How we cite our quotes: (Book.Chapter.Paragraph)
Quote #1
"For by [the loss of virginity] you are rendered infamous, and driven, like lepers of old, out of society; at least, from the society of all but wicked and reprobate persons; for no others will associate with you.
If you have fortunes, you are hereby rendered incapable of enjoying them; if you have none, you are disabled from acquiring any, nay almost of procuring your sustenance; for no persons of character will receive you into their houses. Thus you are often driven by necessity itself into a state of shame and misery, which unavoidably ends in the destruction of both body and soul.
Can any pleasure compensate these evils? Can any temptation have sophistry and delusion strong enough to persuade you to so simple a bargain? Or can any carnal appetite so overpower your reason, or so totally lay it asleep, as to prevent your flying with affright and terror from a crime which carries such punishment always with it?" (1.7.8-10)
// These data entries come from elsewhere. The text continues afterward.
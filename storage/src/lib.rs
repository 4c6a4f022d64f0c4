// Copyright 2020 - present Alex Dukhno
//
// Licensed under the Apache License, Version 2.0 (the "License");
// you may not use this file except in compliance with the License.
// You may obtain a copy of the License at
//
//     http://www.apache.org/licenses/LICENSE-2.0
//
// Unless required by applicable law or agreed to in writing, software
// distributed under the License is distributed on an "AS IS" BASIS,
// WITHOUT WARRANTIES OR CONDITIONS OF ANY KIND, either express or implied.
// See the License for the specific language governing permissions and
// limitations under the License.

use data_binary::Binary;
use sled::{Db as SledDb, Error as SledError, Tree as SledTree};
use std::fmt::{self, Debug, Display, Formatter};
use std::iter::FromIterator;
use std::path::Path;

pub type Key = Binary;
pub type Value = Binary;
pub type StorageResult<R> = Result<R, StorageError>;

/// Key space of the catalog entries, kept apart from every user table.
const DEFINITION_SCHEMA: &str = "DEFINITION_SCHEMA";
/// Prefix of the per-table key spaces so they never collide with the
/// catalog.
const USER_TABLE_PREFIX: &str = "ZZ_table_";

#[derive(Debug, PartialEq)]
pub enum StorageError {
    Unrecoverable(String),
    Io(String),
}

impl StorageError {
    pub fn unrecoverable<M: ToString>(message: M) -> StorageError {
        StorageError::Unrecoverable(message.to_string())
    }
}

impl Display for StorageError {
    fn fmt(&self, f: &mut Formatter<'_>) -> fmt::Result {
        match self {
            StorageError::Unrecoverable(message) => write!(f, "unrecoverable storage failure: {}", message),
            StorageError::Io(message) => write!(f, "storage io failure: {}", message),
        }
    }
}

fn map_sled_error(error: SledError) -> StorageError {
    match error {
        SledError::CollectionNotFound(key_space) => StorageError::unrecoverable(format!(
            "key space [{}] can't be found",
            String::from_utf8_lossy(&key_space)
        )),
        SledError::Unsupported(operation) => {
            StorageError::unrecoverable(format!("unsupported operation [{}] was used on sled", operation))
        }
        SledError::Corruption { at, bt: _bt } => match at {
            Some(at) => StorageError::unrecoverable(format!("sled encountered corruption at {}", at)),
            None => StorageError::unrecoverable("sled encountered corruption".to_owned()),
        },
        SledError::ReportableBug(description) => {
            StorageError::unrecoverable(format!("sled encountered reportable BUG: {}", description))
        }
        SledError::Io(error) => StorageError::Io(error.to_string()),
    }
}

/// One database file: a sled container holding the catalog key space and
/// one key space per user table.
pub struct Database {
    sled_db: SledDb,
}

impl Database {
    pub fn open<P: AsRef<Path>>(path: P) -> StorageResult<Database> {
        log::info!("initializing on-disk storage under [{:?}] folder", path.as_ref());
        let sled_db = sled::open(path).map_err(map_sled_error)?;
        if sled_db.was_recovered() {
            log::info!("on-disk storage recovered from a previous start");
        } else {
            log::info!("on-disk storage initialized anew");
        }
        Ok(Database { sled_db })
    }

    pub fn catalog(&self) -> StorageResult<KeySpace> {
        self.key_space(DEFINITION_SCHEMA.to_owned())
    }

    pub fn user_table(&self, table_name: &str) -> StorageResult<KeySpace> {
        self.key_space(format!("{}{}", USER_TABLE_PREFIX, table_name.to_lowercase()))
    }

    pub fn drop_user_table(&self, table_name: &str) -> StorageResult<()> {
        self.sled_db
            .drop_tree(format!("{}{}", USER_TABLE_PREFIX, table_name.to_lowercase()))
            .map(|_existed| ())
            .map_err(map_sled_error)
    }

    fn key_space(&self, name: String) -> StorageResult<KeySpace> {
        self.sled_db.open_tree(name).map(KeySpace::from).map_err(map_sled_error)
    }
}

/// An ordered key space; iteration follows the byte order of the keys.
pub struct KeySpace {
    sled_tree: SledTree,
}

impl From<SledTree> for KeySpace {
    fn from(sled_tree: SledTree) -> KeySpace {
        KeySpace { sled_tree }
    }
}

impl KeySpace {
    pub fn insert(&self, key: &Binary, value: Binary) -> StorageResult<()> {
        self.sled_tree
            .insert(key.as_ref(), value.to_bytes())
            .map(|_prev| ())
            .map_err(map_sled_error)
    }

    /// Writes only when the key is absent. `false` signals the key was
    /// already taken.
    pub fn insert_unique(&self, key: &Binary, value: Binary) -> StorageResult<bool> {
        self.sled_tree
            .compare_and_swap(key.as_ref(), None as Option<&[u8]>, Some(value.to_bytes()))
            .map(|outcome| outcome.is_ok())
            .map_err(map_sled_error)
    }

    pub fn lookup(&self, key: &Binary) -> StorageResult<Option<Binary>> {
        self.sled_tree
            .get(key.as_ref())
            .map(|value| value.map(|value| Binary::with_data(value.to_vec())))
            .map_err(map_sled_error)
    }

    pub fn remove(&self, key: &Binary) -> StorageResult<Option<Binary>> {
        self.sled_tree
            .remove(key.as_ref())
            .map(|value| value.map(|value| Binary::with_data(value.to_vec())))
            .map_err(map_sled_error)
    }

    pub fn cursor(&self) -> StorageResult<Cursor> {
        self.collect(self.sled_tree.iter())
    }

    pub fn cursor_over_prefix(&self, prefix: &str) -> StorageResult<Cursor> {
        self.collect(self.sled_tree.scan_prefix(prefix.as_bytes()))
    }

    fn collect(&self, iter: sled::Iter) -> StorageResult<Cursor> {
        let mut pairs = vec![];
        for row in iter {
            let (key, value) = row.map_err(map_sled_error)?;
            pairs.push((Binary::with_data(key.to_vec()), Binary::with_data(value.to_vec())));
        }
        Ok(pairs.into_iter().collect())
    }
}

pub struct Cursor {
    source: Box<dyn Iterator<Item = (Binary, Binary)>>,
}

impl Debug for Cursor {
    fn fmt(&self, f: &mut Formatter<'_>) -> fmt::Result {
        write!(f, "Data Cursor")
    }
}

impl FromIterator<(Binary, Binary)> for Cursor {
    fn from_iter<T: IntoIterator<Item = (Binary, Binary)>>(iter: T) -> Cursor {
        Cursor {
            source: Box::new(iter.into_iter().collect::<Vec<(Binary, Binary)>>().into_iter()),
        }
    }
}

impl Iterator for Cursor {
    type Item = (Binary, Binary);

    fn next(&mut self) -> Option<Self::Item> {
        self.source.next()
    }
}
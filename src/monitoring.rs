use std::fmt::Display;

use chrono::{DateTime, FixedOffset, NaiveDate, NaiveDateTime};
use serde::{Deserialize, Deserializer};
use tracing::debug;

use crate::client::{ApiClient, ApiFamily};
use crate::error::{Error, Result};

#[derive(Debug)]
pub struct Monitoring;

impl ApiFamily for Monitoring {
    const DEFAULT_ENDPOINT: &'static str = "https://api.instaclustr.com/monitoring/v1/";
}

pub type MonitoringClient = ApiClient<Monitoring>;

/// The entity a metrics query is scoped to.
#[derive(Debug, Clone, PartialEq, Eq)]
pub enum NodeSelector {
    Cluster(String),
    Datacenter(String),
    Node(String),
}

impl NodeSelector {
    /// Pick a scope out of three optional ids. When several are given the
    /// most specific one wins: node, then datacenter, then cluster. Empty
    /// ids count as missing.
    pub fn from_ids(
        cluster_id: Option<&str>,
        datacenter_id: Option<&str>,
        node_id: Option<&str>,
    ) -> Result<Self> {
        let present = |id: Option<&str>| id.filter(|id| !id.is_empty()).map(str::to_string);
        if let Some(id) = present(node_id) {
            Ok(Self::Node(id))
        } else if let Some(id) = present(datacenter_id) {
            Ok(Self::Datacenter(id))
        } else if let Some(id) = present(cluster_id) {
            Ok(Self::Cluster(id))
        } else {
            Err(Error::MissingScope)
        }
    }

    fn class(&self) -> &'static str {
        match self {
            Self::Cluster(_) => "clusters",
            Self::Datacenter(_) => "datacenters",
            Self::Node(_) => "nodes",
        }
    }

    fn id(&self) -> &str {
        match self {
            Self::Cluster(id) | Self::Datacenter(id) | Self::Node(id) => id,
        }
    }

    fn path(&self) -> String {
        format!("{}/{}", self.class(), self.id())
    }
}

impl Display for NodeSelector {
    fn fmt(&self, f: &mut std::fmt::Formatter<'_>) -> std::fmt::Result {
        match self {
            Self::Cluster(id) => write!(f, "cluster {id}"),
            Self::Datacenter(id) => write!(f, "datacenter {id}"),
            Self::Node(id) => write!(f, "node {id}"),
        }
    }
}

#[derive(Debug, Clone, Deserialize, PartialEq)]
pub struct NodeMetrics {
    pub id: String,
    pub payload: Vec<MetricSeries>,
}

#[derive(Debug, Clone, Deserialize, PartialEq)]
pub struct MetricSeries {
    pub metric: String,
    #[serde(rename = "type")]
    pub kind: String,
    pub values: Vec<MetricSample>,
}

#[derive(Debug, Clone, Deserialize, PartialEq)]
pub struct MetricSample {
    #[serde(deserialize_with = "iso8601")]
    pub time: DateTime<FixedOffset>,
    #[serde(deserialize_with = "float_or_string")]
    pub value: f64,
}

// Values arrive as strings ("12.0", "NaN") more often than as numbers.
fn float_or_string<'de, D>(deserializer: D) -> Result<f64, D::Error>
where
    D: Deserializer<'de>,
{
    #[derive(Deserialize)]
    #[serde(untagged)]
    enum Raw {
        Number(f64),
        Text(String),
    }

    match Raw::deserialize(deserializer)? {
        Raw::Number(value) => Ok(value),
        Raw::Text(text) => text.trim().parse().map_err(serde::de::Error::custom),
    }
}

// Offset formats first; anything without an offset is taken as UTC.
const OFFSET_FORMATS: &[&str] = &["%Y-%m-%dT%H:%M:%S%.f%z", "%Y%m%dT%H%M%S%.f%z"];
const NAIVE_FORMATS: &[&str] = &[
    "%Y-%m-%dT%H:%M:%S%.f",
    "%Y-%m-%d %H:%M:%S%.f",
    "%Y-%m-%dT%H:%M",
    "%Y%m%dT%H%M%S%.f",
    "%Y%m%dT%H%M",
];

pub fn parse_iso8601(text: &str) -> Option<DateTime<FixedOffset>> {
    let text = text.trim();
    if let Ok(time) = DateTime::parse_from_rfc3339(text) {
        return Some(time);
    }
    if let Some(time) = OFFSET_FORMATS
        .iter()
        .find_map(|format| DateTime::parse_from_str(text, format).ok())
    {
        return Some(time);
    }

    let naive = text.strip_suffix(['Z', 'z']).unwrap_or(text);
    NAIVE_FORMATS
        .iter()
        .find_map(|format| NaiveDateTime::parse_from_str(naive, format).ok())
        .or_else(|| {
            ["%Y-%m-%d", "%Y%m%d"]
                .iter()
                .find_map(|format| NaiveDate::parse_from_str(naive, format).ok())
                .and_then(|date| date.and_hms_opt(0, 0, 0))
        })
        .map(|naive| naive.and_utc().fixed_offset())
}

fn iso8601<'de, D>(deserializer: D) -> Result<DateTime<FixedOffset>, D::Error>
where
    D: Deserializer<'de>,
{
    let text = String::deserialize(deserializer)?;
    parse_iso8601(&text)
        .ok_or_else(|| serde::de::Error::custom(format!("invalid ISO-8601 time {text:?}")))
}

impl MonitoringClient {
    /// Fetch `metrics` for every node under `selector`, aggregated over
    /// `period`.
    pub async fn get_metrics<I, S>(
        &self,
        metrics: I,
        period: &str,
        report_nan: bool,
        selector: &NodeSelector,
    ) -> Result<Vec<NodeMetrics>>
    where
        I: IntoIterator<Item = S>,
        S: AsRef<str>,
    {
        let metrics = metrics
            .into_iter()
            .map(|metric| metric.as_ref().to_string())
            .collect::<Vec<_>>()
            .join(",");
        debug!(%selector, %metrics, period, "fetching metrics");

        let response = self
            .get(&selector.path())?
            .query(&[
                ("metrics", metrics.as_str()),
                ("period", period),
                ("reportNaN", if report_nan { "true" } else { "false" }),
            ])
            .send()
            .await?
            .error_for_status()?;
        Ok(response.json().await?)
    }

    /// Like [`MonitoringClient::get_metrics`], for callers holding the three
    /// scope ids separately. Nothing is sent unless one of them is set.
    #[allow(dead_code)]
    pub async fn get_metrics_for<I, S>(
        &self,
        metrics: I,
        period: &str,
        report_nan: bool,
        cluster_id: Option<&str>,
        datacenter_id: Option<&str>,
        node_id: Option<&str>,
    ) -> Result<Vec<NodeMetrics>>
    where
        I: IntoIterator<Item = S>,
        S: AsRef<str>,
    {
        let selector = NodeSelector::from_ids(cluster_id, datacenter_id, node_id)?;
        self.get_metrics(metrics, period, report_nan, &selector).await
    }
}

/// All `(time, value)` pairs of the series in `node` matching both `name` and
/// `kind`, in payload order.
pub fn extract_metric_values<'a>(
    node: &'a NodeMetrics,
    name: &'a str,
    kind: &'a str,
) -> impl Iterator<Item = (DateTime<FixedOffset>, f64)> + 'a {
    node.payload
        .iter()
        .filter(move |series| series.metric == name && series.kind == kind)
        .flat_map(|series| series.values.iter().map(|sample| (sample.time, sample.value)))
}
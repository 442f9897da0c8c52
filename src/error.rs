use miette::{Diagnostic, GraphicalReportHandler};

pub type Result<T, E = Error> = std::result::Result<T, E>;

#[derive(thiserror::Error, Debug, Diagnostic)]
pub enum Error {
    #[error("One of cluster_id, datacenter_id or node_id must be specified")]
    #[diagnostic(code(instaclustr::missing_scope))]
    MissingScope,

    #[error("Invalid cluster id {id:?}")]
    #[diagnostic(
        code(instaclustr::invalid_cluster_id),
        help("cluster ids are UUIDs, e.g. 0a1b2c3d-4e5f-6071-8293-a4b5c6d7e8f9")
    )]
    InvalidClusterId {
        id: String,
        #[source]
        source: uuid::Error,
    },

    #[error("Empty {0}")]
    #[diagnostic(
        code(instaclustr::empty_credential),
        help("pass it as a flag or set the matching INSTACLUSTR_* environment variable")
    )]
    EmptyCredential(&'static str),

    #[error("Invalid API endpoint {endpoint:?}")]
    #[diagnostic(code(instaclustr::invalid_endpoint))]
    InvalidEndpoint {
        endpoint: String,
        #[source]
        source: url::ParseError,
    },

    #[error("Invalid check interval {0}")]
    #[diagnostic(
        code(instaclustr::invalid_interval),
        help("the interval is a non-negative number of seconds")
    )]
    InvalidInterval(f64),

    #[error("Request failed")]
    #[diagnostic(code(instaclustr::http))]
    Http(#[from] reqwest::Error),

    #[error("Node {node_id} reported no {metric}/{kind} values")]
    #[diagnostic(code(instaclustr::missing_values))]
    MissingValues {
        node_id: String,
        metric: &'static str,
        kind: &'static str,
    },

    #[error("Failed to write output")]
    #[diagnostic(code(instaclustr::output))]
    Output(#[from] std::io::Error),
}

/// Render `err` with its diagnostic code and help, the way it is shown on the
/// terminal.
pub fn render_error(handler: &GraphicalReportHandler, err: &Error) -> String {
    let mut report = String::new();
    match handler.render_report(&mut report, err) {
        Ok(()) => report,
        Err(_) => err.to_string(),
    }
}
Tom Jones is all about sex. This is an amazingly raunchy novel (if you sort through all of the old-fashioned language, that is). So why does Fielding start off the book with this long moral lesson from Squire Allworthy on the evils of sex outside of marriage? Why rain on everyone's parade before the novel has really gotten started?
There are a couple of reasons we can think of: maybe Fielding wanted to show that he knows what good moral behavior looks like, even if 99% of his characters don't follow a code of conventional morality. Or maybe Fielding is trying to set up a contrast between Squire Allworthy's super-strict ideals and the sympathetic way he actually treats Jenny Jones. Squire Allworthy reads Jenny the riot act for her sins, but then he treats her with great kindness. So maybe Fielding wants to show that codes of morality need to be softened with compassion for human weaknesses.
Quote #2
"La, ma'am, what doth your la'ship think? the girl that your la'ship saw at church on Sunday [Molly], whom you thought so handsome; though you would not have thought her so handsome neither, if you had seen her nearer, but to be sure she hath been carried before the justice for being big with child. She seemed to me to look like a confident slut: and to be sure she hath laid the child to young Mr Jones. And all the parish says Mr Allworthy is so angry with young Mr Jones, that he won't see him. To be sure, one can't help pitying the poor young man, and yet he doth not deserve much pity neither, for demeaning himself with such kind of trumpery. Yet he is so pretty a gentleman, I should be sorry to have him turned out of doors. I dares to swear the wench was as willing as he; for she was always a forward kind of body. And when wenches are so coming, young men are not so much to be blamed neither; for to be sure they do no more than what is natural. Indeed it is beneath them to meddle with such dirty draggle-tails; and whatever happens to them, it is good enough for them. And yet, to be sure, the vile baggages are most in fault." (4.12.3)
It's so weird that the women in this novel often turn all the blame on other women for their sexual wrongdoing. We find this bizarre because, obviously, it takes two to tango. Why is it more Molly's fault than Tom's that they had sex? Just because Molly physically has to have the kid doesn't mean she is solely responsible for its production. But Mrs. Honour (Sophia's maid) seems happy to call Molly a "confident slut," while Tom is "[doing] no more than what is natural." This suggests that Tom's sexuality is natural but that Molly's sexuality is immoral—a division that, from our twenty-first century perspective, seems really messed up.
Quote #3
Certain, however, it is, that [Tom] saw [Molly] in the light of compassion; and though his love to her was not of that kind which could give him any great uneasiness at her inconstancy, yet was he not a little shocked on reflecting that he had himself originally corrupted her innocence; for to this corruption he imputed all the vice into which she appeared now so likely to plunge herself.
This consideration gave him no little uneasiness, till Betty, the elder sister, was so kind, some time afterwards, entirely to cure him by a hint, that one Will Barnes, and not himself, had been the first seducer of Molly; and that the little child, which he had hitherto so certainly concluded to be his own, might very probably have an equal title, at least, to claim Barnes for its father. (5.6.2-3)
Fielding seems pretty open and accepting of sex, but he also presents the basic social reality of his time and place, which is that a woman who loses her virginity before marriage has to pay much harsher public consequences than a guy does. Tom appears to think of Molly's loss of virginity as an event that can entirely change her ethical world, making her "plunge" into "vice." A dude can afford be less worried about his own chastity (though it's not unimportant, as Squire Allworthy reminds us in his speechifying to Tom), but he has to worry a heck of a lot about his partner's virtue. Why would a lady's chastity be so much more important to these people than a man's?